Tahé Antoine Boblahe : Le petit Blihi

Par Gangoueus @lareus

On peut parler d'un roman testimonial ou d'un récit. L’auteur a juste masqué les identités de certaines personnes pour ne pas les gêner et peut être pour mieux s’exprimer sur son parcours. Celui d’un migrant qui a réussi son intégration en Europe et, après des temps de vaches maigres, profite de la vie et de ses passions. Tahé Antoine Boblahe dit le Petit Blihi.


Je ne sais pas qui est Petit Blihi en commençant cette lecture. Encore moins le salséro Tony Tahé quand ma jumelle Hyova la Slameuse me propose cette lecture. Un sacré parcours de vie.  Tout part du pays guéré, pour cet homme qui nous raconte son enfance, sa scolarisation tardive, sa vie dans l’arrière-pays ivoirien. Peu disposé pour les travaux champêtres alors que son père est revenu sur ses terres après avoir vécu à Abidjan à l’orée des indépendances africaines, Petit Blihi avance par l'école. Le parcours est fait d’embûches, de manipulations sur les données parfois qu’il aborde avec honnêteté dans ce livre comme sur la question de son identité par exemple et de son âge altéré. Tahé Antoine Boblahe explique les pratiques d’échange d’identité au sein d’un clan ou même au coeur d’un groupe de villages pour permettre à un élément du groupe de pouvoir aller le plus loin possible. Je fais une pause sur ce point. Ayant vécu en Côte d’Ivoire durant mes années fac dans les années 90, je me souviens combien la question de l’identité et de suspicion de falsification étaient au coeur du concept d’ivoirité que Bédié manipulait à des fins politiques. Je comprends mieux la problématique de l’état civil raconté qui est un mal plus ancien que les heurts des années troubles en Côte d'Ivoire.
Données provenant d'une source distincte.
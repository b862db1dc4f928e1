//! Data directory layout for Echo-Locator.
//!
//! The data directory holds `config.toml`, the SQLite database and the
//! upload directory. Paths from configuration are relative to it unless
//! absolute.

use std::path::{Path, PathBuf};

pub const ENV_DATA_DIR: &str = "ECHO_LOCATOR_DATA_DIR";

/// Resolve the data directory from environment or platform defaults.
///
/// Priority:
/// 1. `ECHO_LOCATOR_DATA_DIR` environment variable
/// 2. `~/.echolocator`
/// 3. `./.echolocator`
pub fn resolve_data_dir() -> PathBuf {
    if let Ok(dir) = std::env::var(ENV_DATA_DIR) {
        if !dir.trim().is_empty() {
            return PathBuf::from(dir);
        }
    }

    if let Some(home) = dirs::home_dir() {
        return home.join(".echolocator");
    }

    PathBuf::from(".echolocator")
}

/// Resolve a configured path against the data directory.
pub fn resolve_under(data_dir: &Path, configured: &str) -> PathBuf {
    let path = Path::new(configured);
    if path.is_absolute() {
        path.to_path_buf()
    } else {
        data_dir.join(path)
    }
}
Petit Blihi raconte son enfance, la vie au village, la place des masques dans ces sociétés Guéré, les transgressions à ne pas commettre. Il évoque aussi une dimension culturelle, je dirai même cultuelle, très intéressante et très influente pour lui au travers de la question de certaines pratiques occultes et de la sorcellerie. Avec cette tension chez un individu partagé entre l’amour des siens et la peur d’un lieu, d’un milieu, d’un groupe plus large en raison d’un système de croyances et d’expériences inexpliquées, restées comme un traumatisme non traité. D’une certaine manière, Petit Blihi part pour ne pas revenir ou quand il revient, c’est « accompagné » d'un garde d'esprit. Cela paraîtra drôle pour certains, mais la réalité qu’il décrit touche beaucoup d’ «  Africains » , puisque des histoires comme la sienne, on peut en raconter des tonnes au Congo, par exemple. Une relation peu apaisée avec certains héritages ou des choses non expliquées peuvent conduire à des formes d'exil.
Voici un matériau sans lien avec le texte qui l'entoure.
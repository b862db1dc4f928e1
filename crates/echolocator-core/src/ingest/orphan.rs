//! Cleanup of images persisted by an ingest that never committed.

use std::sync::Arc;

use tokio::sync::OwnedRwLockReadGuard;

use crate::storage::asset_store::AssetStore;

/// Owns a freshly stored image until its item commits.
///
/// `disarm` hands the image over to the committed item. `discard` removes it
/// in place. Dropping an armed guard (the ingest was cancelled or panicked)
/// schedules the removal on the runtime.
///
/// The guard also holds a read lock on the sweep gate, so the reconcile
/// sweep cannot mistake the in-flight image for an orphan.
pub(crate) struct OrphanGuard<A: AssetStore + 'static> {
    assets: Arc<A>,
    image_ref: Option<String>,
    _gate: OwnedRwLockReadGuard<()>,
}

impl<A: AssetStore + 'static> OrphanGuard<A> {
    pub(crate) fn new(assets: Arc<A>, image_ref: String, gate: OwnedRwLockReadGuard<()>) -> Self {
        Self {
            assets,
            image_ref: Some(image_ref),
            _gate: gate,
        }
    }

    pub(crate) fn image_ref(&self) -> &str {
        self.image_ref.as_deref().unwrap_or_default()
    }

    /// The item referencing the image is visible; keep the image.
    pub(crate) fn disarm(mut self) {
        self.image_ref = None;
    }

    /// Remove the image now.
    pub(crate) async fn discard(mut self) {
        if let Some(image_ref) = self.image_ref.take() {
            remove_orphan(self.assets.as_ref(), &image_ref).await;
        }
    }
}

impl<A: AssetStore + 'static> Drop for OrphanGuard<A> {
    fn drop(&mut self) {
        let Some(image_ref) = self.image_ref.take() else {
            return;
        };
        match tokio::runtime::Handle::try_current() {
            Ok(handle) => {
                let assets = Arc::clone(&self.assets);
                handle.spawn(async move {
                    remove_orphan(assets.as_ref(), &image_ref).await;
                });
            }
            Err(_) => {
                tracing::warn!(
                    image_ref = %image_ref,
                    "no runtime to remove abandoned image; left for reconcile"
                );
            }
        }
    }
}

async fn remove_orphan<A: AssetStore>(assets: &A, image_ref: &str) {
    match assets.remove(image_ref).await {
        Ok(()) => tracing::warn!(image_ref, "removed image of uncommitted item"),
        Err(e) => tracing::warn!(
            image_ref,
            error = %e,
            "failed to remove image of uncommitted item; left for reconcile"
        ),
    }
}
C’est un parcours fait d’endurance et de résilience. Il fait partie de ces personnes qui n’ont jamais rien lâché. Sur le plan des études, c’est un modèle de persévérance. Infirmier de son état, il travaille dans plusieurs régions de la Côte d’Ivoire avant de vouloir émigrer. L’Allemagne puis la France seront les destinations de son mouvement vers l'ailleurs, loin de ses bases. Sur le parcours du migrant, nous sommes dans les années 90, il arrive avec un visa touriste en Allemagne et y travaille dur, sous des noms d'emprunt pendant plus de six ans avant de régulariser sa situation en France. Surtout, à force de travail et de formation, il finit par faire valoir ses acquis obtenus en Côte d’Ivoire et par son parcours migratoire. Il nous donne de saisir la situation du sans papier. La peur, l’inquiétude, la hargne pour surmonter l’absence de situation administrative, les variations de cette condition en fonction du fait d’être en Allemagne ou en France.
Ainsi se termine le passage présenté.